#### [WHAT THIS TASK INVOLVES]
In the listing below, find each line containing "ValueEnum" and report it.

═══ PROVIDED MATERIAL

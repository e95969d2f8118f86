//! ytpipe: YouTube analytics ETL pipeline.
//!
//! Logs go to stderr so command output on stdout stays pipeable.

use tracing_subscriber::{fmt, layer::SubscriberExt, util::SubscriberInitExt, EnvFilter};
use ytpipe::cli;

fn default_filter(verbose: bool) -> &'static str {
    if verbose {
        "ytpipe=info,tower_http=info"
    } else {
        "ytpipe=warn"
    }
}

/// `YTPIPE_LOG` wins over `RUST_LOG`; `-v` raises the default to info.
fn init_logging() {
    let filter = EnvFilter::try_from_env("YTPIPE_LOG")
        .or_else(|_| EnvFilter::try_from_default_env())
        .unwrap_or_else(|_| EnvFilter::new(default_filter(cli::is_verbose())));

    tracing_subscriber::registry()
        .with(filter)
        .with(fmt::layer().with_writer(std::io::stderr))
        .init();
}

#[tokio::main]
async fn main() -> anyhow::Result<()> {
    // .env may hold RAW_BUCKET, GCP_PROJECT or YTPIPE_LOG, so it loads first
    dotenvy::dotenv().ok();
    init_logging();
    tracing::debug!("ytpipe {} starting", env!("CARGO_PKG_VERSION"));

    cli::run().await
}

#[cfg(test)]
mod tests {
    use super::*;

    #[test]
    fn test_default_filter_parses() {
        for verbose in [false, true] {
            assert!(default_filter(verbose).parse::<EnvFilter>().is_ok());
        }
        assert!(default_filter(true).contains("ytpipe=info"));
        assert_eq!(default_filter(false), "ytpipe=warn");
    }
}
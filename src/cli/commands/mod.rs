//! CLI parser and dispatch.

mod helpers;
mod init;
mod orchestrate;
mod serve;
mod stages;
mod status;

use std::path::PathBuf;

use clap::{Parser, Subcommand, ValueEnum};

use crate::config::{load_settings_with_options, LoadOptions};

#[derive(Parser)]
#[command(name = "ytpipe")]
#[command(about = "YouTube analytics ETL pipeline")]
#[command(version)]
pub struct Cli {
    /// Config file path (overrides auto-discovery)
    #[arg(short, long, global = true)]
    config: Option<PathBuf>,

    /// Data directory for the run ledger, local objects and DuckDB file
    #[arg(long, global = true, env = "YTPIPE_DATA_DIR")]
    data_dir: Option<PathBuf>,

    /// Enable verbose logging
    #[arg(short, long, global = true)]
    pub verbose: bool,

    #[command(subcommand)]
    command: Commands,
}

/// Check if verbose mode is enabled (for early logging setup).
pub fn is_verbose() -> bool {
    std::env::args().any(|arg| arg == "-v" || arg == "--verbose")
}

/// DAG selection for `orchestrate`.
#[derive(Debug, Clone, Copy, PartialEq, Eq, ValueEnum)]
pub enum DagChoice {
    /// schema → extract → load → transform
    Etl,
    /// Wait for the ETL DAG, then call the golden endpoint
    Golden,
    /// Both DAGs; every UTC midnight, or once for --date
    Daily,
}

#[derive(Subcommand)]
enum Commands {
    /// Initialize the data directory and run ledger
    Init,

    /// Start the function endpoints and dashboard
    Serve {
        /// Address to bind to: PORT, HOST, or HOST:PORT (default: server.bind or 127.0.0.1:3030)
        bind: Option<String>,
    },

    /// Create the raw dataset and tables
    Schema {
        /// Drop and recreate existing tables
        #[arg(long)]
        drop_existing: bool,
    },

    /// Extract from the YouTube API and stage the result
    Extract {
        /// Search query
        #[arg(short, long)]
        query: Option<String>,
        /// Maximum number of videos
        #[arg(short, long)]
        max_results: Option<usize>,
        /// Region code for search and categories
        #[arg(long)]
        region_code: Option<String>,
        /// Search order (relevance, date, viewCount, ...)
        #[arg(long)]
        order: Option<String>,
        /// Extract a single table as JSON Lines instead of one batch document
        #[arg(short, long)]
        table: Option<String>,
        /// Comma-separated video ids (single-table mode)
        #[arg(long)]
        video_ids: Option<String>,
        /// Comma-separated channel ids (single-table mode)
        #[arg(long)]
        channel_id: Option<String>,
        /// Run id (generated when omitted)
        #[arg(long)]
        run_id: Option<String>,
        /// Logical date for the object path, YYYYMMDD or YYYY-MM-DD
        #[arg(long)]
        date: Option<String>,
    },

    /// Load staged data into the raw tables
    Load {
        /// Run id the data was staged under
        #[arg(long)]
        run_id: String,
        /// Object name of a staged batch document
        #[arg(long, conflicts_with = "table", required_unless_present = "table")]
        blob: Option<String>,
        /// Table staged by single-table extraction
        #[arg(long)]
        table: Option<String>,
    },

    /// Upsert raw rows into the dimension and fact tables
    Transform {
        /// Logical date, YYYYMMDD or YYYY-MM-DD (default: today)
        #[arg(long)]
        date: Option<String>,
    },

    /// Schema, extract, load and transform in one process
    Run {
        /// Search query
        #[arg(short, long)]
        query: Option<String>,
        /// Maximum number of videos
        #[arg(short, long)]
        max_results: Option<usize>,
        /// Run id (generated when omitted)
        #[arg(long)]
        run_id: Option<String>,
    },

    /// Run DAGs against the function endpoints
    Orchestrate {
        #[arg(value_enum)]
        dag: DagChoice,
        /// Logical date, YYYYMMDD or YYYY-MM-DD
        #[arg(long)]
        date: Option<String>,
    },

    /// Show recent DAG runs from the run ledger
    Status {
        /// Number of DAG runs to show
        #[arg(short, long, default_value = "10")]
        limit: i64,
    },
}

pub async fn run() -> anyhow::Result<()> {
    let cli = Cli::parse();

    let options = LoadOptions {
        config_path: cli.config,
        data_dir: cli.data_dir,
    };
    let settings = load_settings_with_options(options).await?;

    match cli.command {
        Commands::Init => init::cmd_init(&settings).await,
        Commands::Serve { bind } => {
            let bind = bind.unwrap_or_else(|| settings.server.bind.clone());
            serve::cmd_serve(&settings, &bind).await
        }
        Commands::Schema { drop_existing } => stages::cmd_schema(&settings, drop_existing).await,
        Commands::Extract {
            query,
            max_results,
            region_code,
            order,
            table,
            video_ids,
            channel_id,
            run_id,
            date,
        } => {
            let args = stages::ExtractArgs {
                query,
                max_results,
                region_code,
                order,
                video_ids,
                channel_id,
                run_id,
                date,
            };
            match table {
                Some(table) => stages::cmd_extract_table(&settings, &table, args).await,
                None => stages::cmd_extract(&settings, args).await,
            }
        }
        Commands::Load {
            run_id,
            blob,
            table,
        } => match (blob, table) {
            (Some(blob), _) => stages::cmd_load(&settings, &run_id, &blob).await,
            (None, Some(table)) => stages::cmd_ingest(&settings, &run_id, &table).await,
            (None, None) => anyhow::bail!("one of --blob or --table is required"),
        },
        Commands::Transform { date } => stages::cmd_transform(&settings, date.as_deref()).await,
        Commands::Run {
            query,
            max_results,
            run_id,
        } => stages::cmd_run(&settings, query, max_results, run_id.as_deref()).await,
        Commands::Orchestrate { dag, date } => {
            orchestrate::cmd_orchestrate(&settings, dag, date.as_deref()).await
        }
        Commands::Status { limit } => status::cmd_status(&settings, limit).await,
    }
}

══════

#### [TASK SOLUTION]
use clap::{Parser, Subcommand, ValueEnum};
#[derive(Debug, Clone, Copy, PartialEq, Eq, ValueEnum)]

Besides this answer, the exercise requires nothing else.